Whoever you are, politicians and secret recordings just do not work well together

Tuesday 23rd March 2010, 3:00PM GMT.

HUMANITY learned many lessons from the 1970s, mostly about haircuts and trousers, but also one genuinely fundamental truth about politics that spans decades, ideology and oceans – that whoever you are, wherever you are, and whatever your intentions, politicians and secret recordings just do not work well together.

It’s Richard Nixon’s Law of Audio Engineering – that proximity to secret recording devices has the same effect on elected officials that concentrated artillery fire has on TV restaurant critics: immensely hazardous to them, immensely amusing to the rest of us.

You don’t have to be a geek with a fascination for late 20th century US politics to know this, so it’s both a shame and a surprise that word hadn’t got around to Senator Ben Shenton.

The news this week that he secretly recorded – inadvertently, he claims – a phone conversation with Environment Minister Freddie Cohen about the long-running Reg’s Skips planning debacle, and then turned over the recording to a committee of inquiry two years later just before they were due to hear from the minister, is a cracking little political potboiler.

Beyond the basic subterfuge and the brushing up against not one but two bits of legislation (Regulation of Investigatory Powers and Data Protection), there’s swearing, less-than-complimentary references to a former minister and his affinity for free lunches (like you even have to ask who . . .), and an admission that the Planning Department had made ‘an absolute cock-up’ of an application.

There’s also the problem that since yesterday’s story was published one or two politicians will be scratching their heads and thinking (as I have): ‘Just what horrendously incriminating or defamatory things has Ben Shenton got a record of me saying?’

While the recording isn’t great for Senator Cohen, who is on record saying that his department screwed something up royally, and that he’d approve a Planning application which he later turned down, it will probably be a lot worse for Senator Shenton.

One of the curiosities created by the lack of a political party system in Jersey is that States Members have two separate sets of constituents to keep happy – one outside the Chamber and one inside.

The prime function of their job is to keep the first happy, by staying attuned to the public’s opinions and needs and working to make sure that they live in a community that reflects those opinions and needs.

But the only way that they can be effective in that work is by keeping the second constituency happy – if a States Member is not trusted, respected or taken seriously by his or her colleagues, then they can’t get anything done because they will not be able to get any backing or support.

It’s all very well to say that you’re OK with that, but if you’re in politics to help people (stop sniggering at the back), then you need that support, or otherwise you’re essentially hot air and nothing more.

That’s something that someone with the natural flair for politics that Senator Shenton has shouldn’t really need to be told.

And he probably shouldn’t need to be told that however badly this is going to play with the first constituency outside the walls of the States Chamber, it’s going to play much worse with the second constituency inside them.

Not telling Senator Cohen that the conversation was being recorded was dishonest, keeping that record for two years was devious at best, doing all this to a colleague who thought he was talking to a friend is just rubbish and breezily passing it all off as his public duty is ridiculous.

And Senator Shenton probably doesn’t need to be told that either.

This week the proposition by Senator Alan Breckon to force Home Affairs Minister Ian Le Marquand to bring detailed proposals to the States for an independent police authority is almost certain to be approved.

Senator Le Marquand says he’ll back it, and that work has in fact already begun.
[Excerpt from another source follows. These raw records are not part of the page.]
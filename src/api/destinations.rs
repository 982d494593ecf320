//! Destinations API endpoints
//!
//! Places visited during a trip, plus the lookup in the destination catalog

use axum::Extension;
use chrono::NaiveDate;
use chrono::NaiveDateTime;
use serde::Deserialize;
use serde::Serialize;

use crate::database::CreateDestinationValues;
use crate::database::Database;
use crate::database::UpdateDestinationValues;
use crate::destinations::Destination;
use crate::patch::Patch;
use crate::search::SearchCatalog;
use crate::search::SearchEntry;

use super::Error;
use super::Form;
use super::PathParameters;
use super::QueryParameters;
use super::Success;
use super::pagination::ListParameters;
use super::pagination::PageResponse;
use super::utils::fetch_destination;
use super::utils::fetch_trip;
use super::validation::NAME_MAX_LENGTH;
use super::validation::Violations;

const COUNTRY_MAX_LENGTH: usize = 100;

/// Destination response going to the user
#[derive(Debug, Serialize)]
pub struct DestinationResponse {
    pub id: i64,
    pub trip_id: i64,
    pub name: String,
    pub country: Option<String>,
    pub arrival_date: Option<NaiveDate>,
    pub departure_date: Option<NaiveDate>,
    pub notes: Option<String>,
    pub created_at: NaiveDateTime,
    pub updated_at: NaiveDateTime,
}

impl DestinationResponse {
    fn from_destination(destination: Destination) -> Self {
        Self {
            id: destination.id,
            trip_id: destination.trip_id,
            name: destination.name,
            country: destination.country,
            arrival_date: destination.arrival_date,
            departure_date: destination.departure_date,
            notes: destination.notes,
            created_at: destination.created_at,
            updated_at: destination.updated_at,
        }
    }
}

/// List destinations, optionally of a single trip
///
/// Request:
/// ```sh
/// curl -v http://localhost:8000/destinations?trip_id=1
/// ```
pub async fn list(
    Extension(database): Extension<Database>,
    QueryParameters(parameters): QueryParameters<ListParameters>,
) -> Result<Success<PageResponse<DestinationResponse>>, Error> {
    let pagination = parameters.pagination()?;

    let page = database
        .find_destinations(parameters.trip_id, pagination)
        .await
        .map_err(Error::internal_server_error)?;

    Ok(Success::ok(PageResponse::from_page(
        page,
        pagination,
        DestinationResponse::from_destination,
    )))
}

/// Get a single destination
pub async fn single(
    Extension(database): Extension<Database>,
    PathParameters(destination_id): PathParameters<i64>,
) -> Result<Success<DestinationResponse>, Error> {
    fetch_destination(&database, destination_id)
        .await
        .map(|destination| Success::ok(DestinationResponse::from_destination(destination)))
}

/// Create destination form
#[derive(Debug, Deserialize)]
pub struct CreateDestinationForm {
    /// The trip to attach the destination to
    trip_id: i64,

    name: String,
    country: Option<String>,
    arrival_date: Option<NaiveDate>,
    departure_date: Option<NaiveDate>,
    notes: Option<String>,
}

impl CreateDestinationForm {
    fn validate(&self) -> Result<(), Error> {
        Violations::new()
            .id("trip_id", self.trip_id)
            .length("name", &self.name, 1, NAME_MAX_LENGTH)
            .optional_length("country", self.country.as_deref(), COUNTRY_MAX_LENGTH)
            .finish()
    }
}

/// Create a destination based on the [`CreateDestinationForm`](CreateDestinationForm) form
///
/// The trip must exist
///
/// Request:
/// ```sh
/// curl -v -H 'Content-Type: application/json' \
///     -d '{ "trip_id": 1, "name": "Kyoto", "country": "Japan" }' \
///     http://localhost:8000/destinations
/// ```
///
/// Response
/// ```json
/// { "id": 1, "trip_id": 1, "name": "Kyoto", "country": "Japan" ... }
/// ```
pub async fn create(
    Extension(database): Extension<Database>,
    Form(form): Form<CreateDestinationForm>,
) -> Result<Success<DestinationResponse>, Error> {
    form.validate()?;

    let trip = fetch_trip(&database, form.trip_id).await?;

    let values = CreateDestinationValues {
        trip_id: trip.id,
        name: &form.name,
        country: form.country.as_deref(),
        arrival_date: form.arrival_date,
        departure_date: form.departure_date,
        notes: form.notes.as_deref(),
    };

    let destination = database
        .create_destination(&values)
        .await
        .map_err(Error::internal_server_error)?;

    tracing::debug!(
        "Created destination {} for trip {}",
        destination.id,
        destination.trip_id
    );

    Ok(Success::created(DestinationResponse::from_destination(
        destination,
    )))
}

/// Update destination form
///
/// A destination stays with its trip, there is no way to move it
#[derive(Debug, Default, Deserialize)]
#[serde(default)]
pub struct UpdateDestinationForm {
    name: Patch<String>,
    country: Patch<String>,
    arrival_date: Patch<NaiveDate>,
    departure_date: Patch<NaiveDate>,
    notes: Patch<String>,
}

impl UpdateDestinationForm {
    fn validate(&self) -> Result<(), Error> {
        Violations::new()
            .required_text_patch("name", &self.name, 1, NAME_MAX_LENGTH)
            .text_patch("country", &self.country, COUNTRY_MAX_LENGTH)
            .finish()
    }
}

/// Update a destination based on the [`UpdateDestinationForm`](UpdateDestinationForm) form
pub async fn update(
    Extension(database): Extension<Database>,
    PathParameters(destination_id): PathParameters<i64>,
    Form(form): Form<UpdateDestinationForm>,
) -> Result<Success<DestinationResponse>, Error> {
    form.validate()?;

    let destination = fetch_destination(&database, destination_id).await?;

    let values = UpdateDestinationValues {
        name: form.name,
        country: form.country,
        arrival_date: form.arrival_date,
        departure_date: form.departure_date,
        notes: form.notes,
    };

    let destination = database
        .update_destination(&destination, values)
        .await
        .map_err(Error::internal_server_error)?
        .map_or_else(|| Err(Error::not_found("Destination not found")), Ok)?;

    tracing::debug!("Updated destination {}", destination.id);

    Ok(Success::ok(DestinationResponse::from_destination(
        destination,
    )))
}

/// Delete a destination
///
/// Itinerary items at this destination are kept, they lose their destination
pub async fn delete(
    Extension(database): Extension<Database>,
    PathParameters(destination_id): PathParameters<i64>,
) -> Result<Success<DestinationResponse>, Error> {
    let destination = fetch_destination(&database, destination_id).await?;

    database
        .delete_destination(&destination)
        .await
        .map_err(Error::internal_server_error)?;

    tracing::debug!("Deleted destination {}", destination.id);

    Ok(Success::no_content())
}

/// Query parameters of the catalog search
#[derive(Debug, Deserialize)]
pub struct SearchParameters {
    /// Part of a name or IATA code
    q: Option<String>,

    /// Part of a country name
    country: Option<String>,
}

/// Catalog search results
#[derive(Debug, Serialize)]
pub struct SearchResponse {
    pub results: Vec<SearchEntry>,
    pub total: usize,
}

/// Search the destination catalog
///
/// Request:
/// ```sh
/// curl -v 'http://localhost:8000/destinations/search?q=par&country=france'
/// ```
///
/// Response:
/// ```json
/// { "results": [ { "name": "Paris", "country": "France", "region": "Île-de-France", "iata": "CDG" } ], "total": 1 }
/// ```
pub async fn search(
    Extension(catalog): Extension<SearchCatalog>,
    QueryParameters(parameters): QueryParameters<SearchParameters>,
) -> Result<Success<SearchResponse>, Error> {
    let query = parameters.q.unwrap_or_default();

    Violations::new().length("q", &query, 1, usize::MAX).finish()?;

    let results = catalog
        .search(&query, parameters.country.as_deref())
        .into_iter()
        .cloned()
        .collect::<Vec<_>>();

    Ok(Success::ok(SearchResponse {
        total: results.len(),
        results,
    }))
}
And that’s great. But in this case, the devil really is in the detail.

Here’s the problem – to do their review and scrutiny work in the UK, police authorities have two main powers: firstly, to appoint and remove chief officers from police forces, and secondly to raise money through the council tax. In Jersey, the States Assembly hold both of those powers.

Given the furore over the suspension of the current Chief Officer of the States of Jersey Police (16 months and counting) there doesn’t seem to be much chance of the States ceding that power to an independent board.

And if you thought that you didn’t like GST, just wait until someone tries to talk you into a ‘police tax’.

It’s fair to say that the question of accountability and oversight of the police is a necessarily complicated area, into which the minister, the senior officers, the Home Affairs department, the States Employment Board and the States Assembly all have a bit of input.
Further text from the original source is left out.